Activity >> Output the data that follows exactly, line for line.

START Records for the exercise

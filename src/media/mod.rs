//! Media acquisition and encoding
//!
//! - `MediaDevice`: acquires live camera/microphone streams
//! - `MediaEncoder`: turns a live stream into ordered encoded chunks
//! - `MediaStream` / `MediaTrack`: stream handles with stoppable tracks

pub mod device;
pub mod encoder;
pub mod stream;

pub use device::{CaptureError, MediaDevice, SyntheticCamera, SyntheticCameraConfig};
pub use encoder::{MediaEncoder, SyntheticEncoder};
pub use stream::{
    CameraFacing, MediaMode, MediaStream, MediaTrack, PreviewReceiver, StreamConstraints,
    TrackKind, VideoFrame,
};
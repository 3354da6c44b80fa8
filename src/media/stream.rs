use serde::{Deserialize, Serialize};
use std::sync::atomic::{AtomicBool, Ordering};
use std::sync::Arc;
use tokio::sync::watch;
use tracing::info;

/// Which camera the stream should come from
#[derive(Debug, Clone, Copy, PartialEq, Eq, Hash, Default, Serialize, Deserialize)]
#[serde(rename_all = "lowercase")]
pub enum CameraFacing {
    /// Front camera
    #[default]
    User,
    /// Back camera
    Environment,
}

impl CameraFacing {
    pub fn toggled(self) -> Self {
        match self {
            CameraFacing::User => CameraFacing::Environment,
            CameraFacing::Environment => CameraFacing::User,
        }
    }
}

/// Capture mode selected by the user
#[derive(Debug, Clone, Copy, PartialEq, Eq, Hash, Default, Serialize, Deserialize)]
#[serde(rename_all = "lowercase")]
pub enum MediaMode {
    /// Camera and microphone
    #[default]
    Video,
    /// Microphone only
    Audio,
}

/// Constraints passed to a media device when acquiring a stream
#[derive(Debug, Clone, Copy, PartialEq, Eq)]
pub struct StreamConstraints {
    /// Requested camera, `None` when no video track is wanted
    pub video: Option<CameraFacing>,
    pub audio: bool,
}

impl StreamConstraints {
    pub fn for_mode(mode: MediaMode, facing: CameraFacing) -> Self {
        match mode {
            MediaMode::Video => Self {
                video: Some(facing),
                audio: true,
            },
            MediaMode::Audio => Self {
                video: None,
                audio: true,
            },
        }
    }
}

/// A single decoded video frame (RGBA8, row-major)
#[derive(Debug, Clone, PartialEq, Eq)]
pub struct VideoFrame {
    pub width: u32,
    pub height: u32,
    pub rgba: Vec<u8>,
    /// Milliseconds since the stream started
    pub timestamp_ms: u64,
}

impl VideoFrame {
    pub fn solid(width: u32, height: u32, color: [u8; 4], timestamp_ms: u64) -> Self {
        let rgba = color
            .iter()
            .copied()
            .cycle()
            .take(width as usize * height as usize * 4)
            .collect();

        Self {
            width,
            height,
            rgba,
            timestamp_ms,
        }
    }
}

#[derive(Debug, Clone, Copy, PartialEq, Eq, Hash, Serialize, Deserialize)]
#[serde(rename_all = "lowercase")]
pub enum TrackKind {
    Audio,
    Video,
}

/// One track of a media stream
///
/// Clones share the same live flag, so a producer holding a clone observes `stop()`.
#[derive(Debug, Clone)]
pub struct MediaTrack {
    kind: TrackKind,
    label: String,
    live: Arc<AtomicBool>,
}

impl MediaTrack {
    pub fn new(kind: TrackKind, label: impl Into<String>) -> Self {
        Self {
            kind,
            label: label.into(),
            live: Arc::new(AtomicBool::new(true)),
        }
    }

    pub fn kind(&self) -> TrackKind {
        self.kind
    }

    pub fn label(&self) -> &str {
        &self.label
    }

    pub fn is_live(&self) -> bool {
        self.live.load(Ordering::SeqCst)
    }

    pub fn stop(&self) {
        if self.live.swap(false, Ordering::SeqCst) {
            info!("Stopped {:?} track: {}", self.kind, self.label);
        }
    }
}

/// Preview surface: always holds the most recently rendered frame
pub type PreviewReceiver = watch::Receiver<Option<VideoFrame>>;

/// A live stream returned by a media device
#[derive(Debug, Clone)]
pub struct MediaStream {
    id: String,
    tracks: Vec<MediaTrack>,
    preview: Option<PreviewReceiver>,
}

impl MediaStream {
    pub fn new(tracks: Vec<MediaTrack>, preview: Option<PreviewReceiver>) -> Self {
        Self {
            id: uuid::Uuid::new_v4().to_string(),
            tracks,
            preview,
        }
    }

    pub fn id(&self) -> &str {
        &self.id
    }

    pub fn tracks(&self) -> &[MediaTrack] {
        &self.tracks
    }

    pub fn has_video(&self) -> bool {
        self.tracks.iter().any(|t| t.kind() == TrackKind::Video)
    }

    pub fn preview(&self) -> Option<PreviewReceiver> {
        self.preview.clone()
    }

    /// Latest rendered frame, if the stream carries video and has produced one
    pub fn current_frame(&self) -> Option<VideoFrame> {
        self.preview.as_ref().and_then(|rx| rx.borrow().clone())
    }

    pub fn stop_all_tracks(&self) {
        for track in &self.tracks {
            track.stop();
        }
    }

    pub fn is_active(&self) -> bool {
        self.tracks.iter().any(MediaTrack::is_live)
    }
}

END Records for the exercise

Solution >>
filename src/media/mod.rs
//! Media acquisition and encoding
//!
//! - `MediaDevice`: acquires live camera/microphone streams
//! - `MediaEncoder`: turns a live stream into ordered encoded chunks
//! - `MediaStream` / `MediaTrack`: stream handles with stoppable tracks

pub mod device;
pub mod encoder;
pub mod stream;

pub use device::{CaptureError, MediaDevice, SyntheticCamera, SyntheticCameraConfig};
pub use encoder::{MediaEncoder, SyntheticEncoder};
pub use stream::{
    CameraFacing, MediaMode, MediaStream, MediaTrack, PreviewReceiver, StreamConstraints,
    TrackKind, VideoFrame,
};
repository 3354da6c44b80fa8
filename src/media/stream.rs
use serde::{Deserialize, Serialize};
use std::sync::atomic::{AtomicBool, Ordering};
use std::sync::Arc;
use tokio::sync::watch;
use tracing::info;

/// Which camera the stream should come from
#[derive(Debug, Clone, Copy, PartialEq, Eq, Hash, Default, Serialize, Deserialize)]
#[serde(rename_all = "lowercase")]
pub enum CameraFacing {
    /// Front camera
    #[default]
    User,
    /// Back camera
    Environment,
}

impl CameraFacing {
    pub fn toggled(self) -> Self {
        match self {
            CameraFacing::User => CameraFacing::Environment,
            CameraFacing::Environment => CameraFacing::User,
        }
    }
}

/// Capture mode selected by the user
#[derive(Debug, Clone, Copy, PartialEq, Eq, Hash, Default, Serialize, Deserialize)]
#[serde(rename_all = "lowercase")]
pub enum MediaMode {
    /// Camera and microphone
    #[default]
    Video,
    /// Microphone only
    Audio,
}

/// Constraints passed to a media device when acquiring a stream
#[derive(Debug, Clone, Copy, PartialEq, Eq)]
pub struct StreamConstraints {
    /// Requested camera, `None` when no video track is wanted
    pub video: Option<CameraFacing>,
    pub audio: bool,
}

impl StreamConstraints {
    pub fn for_mode(mode: MediaMode, facing: CameraFacing) -> Self {
        match mode {
            MediaMode::Video => Self {
                video: Some(facing),
                audio: true,
            },
            MediaMode::Audio => Self {
                video: None,
                audio: true,
            },
        }
    }
}

/// A single decoded video frame (RGBA8, row-major)
#[derive(Debug, Clone, PartialEq, Eq)]
pub struct VideoFrame {
    pub width: u32,
    pub height: u32,
    pub rgba: Vec<u8>,
    /// Milliseconds since the stream started
    pub timestamp_ms: u64,
}

impl VideoFrame {
    pub fn solid(width: u32, height: u32, color: [u8; 4], timestamp_ms: u64) -> Self {
        let rgba = color
            .iter()
            .copied()
            .cycle()
            .take(width as usize * height as usize * 4)
            .collect();

        Self {
            width,
            height,
            rgba,
            timestamp_ms,
        }
    }
}

#[derive(Debug, Clone, Copy, PartialEq, Eq, Hash, Serialize, Deserialize)]
#[serde(rename_all = "lowercase")]
pub enum TrackKind {
    Audio,
    Video,
}

/// One track of a media stream
///
/// Clones share the same live flag, so a producer holding a clone observes `stop()`.
#[derive(Debug, Clone)]
pub struct MediaTrack {
    kind: TrackKind,
    label: String,
    live: Arc<AtomicBool>,
}

impl MediaTrack {
    pub fn new(kind: TrackKind, label: impl Into<String>) -> Self {
        Self {
            kind,
            label: label.into(),
            live: Arc::new(AtomicBool::new(true)),
        }
    }

    pub fn kind(&self) -> TrackKind {
        self.kind
    }

    pub fn label(&self) -> &str {
        &self.label
    }

    pub fn is_live(&self) -> bool {
        self.live.load(Ordering::SeqCst)
    }

    pub fn stop(&self) {
        if self.live.swap(false, Ordering::SeqCst) {
            info!("Stopped {:?} track: {}", self.kind, self.label);
        }
    }
}

/// Preview surface: always holds the most recently rendered frame
pub type PreviewReceiver = watch::Receiver<Option<VideoFrame>>;

/// A live stream returned by a media device
#[derive(Debug, Clone)]
pub struct MediaStream {
    id: String,
    tracks: Vec<MediaTrack>,
    preview: Option<PreviewReceiver>,
}

impl MediaStream {
    pub fn new(tracks: Vec<MediaTrack>, preview: Option<PreviewReceiver>) -> Self {
        Self {
            id: uuid::Uuid::new_v4().to_string(),
            tracks,
            preview,
        }
    }

    pub fn id(&self) -> &str {
        &self.id
    }

    pub fn tracks(&self) -> &[MediaTrack] {
        &self.tracks
    }

    pub fn has_video(&self) -> bool {
        self.tracks.iter().any(|t| t.kind() == TrackKind::Video)
    }

    pub fn preview(&self) -> Option<PreviewReceiver> {
        self.preview.clone()
    }

    /// Latest rendered frame, if the stream carries video and has produced one
    pub fn current_frame(&self) -> Option<VideoFrame> {
        self.preview.as_ref().and_then(|rx| rx.borrow().clone())
    }

    pub fn stop_all_tracks(&self) {
        for track in &self.tracks {
            track.stop();
        }
    }

    pub fn is_active(&self) -> bool {
        self.tracks.iter().any(MediaTrack::is_live)
    }
}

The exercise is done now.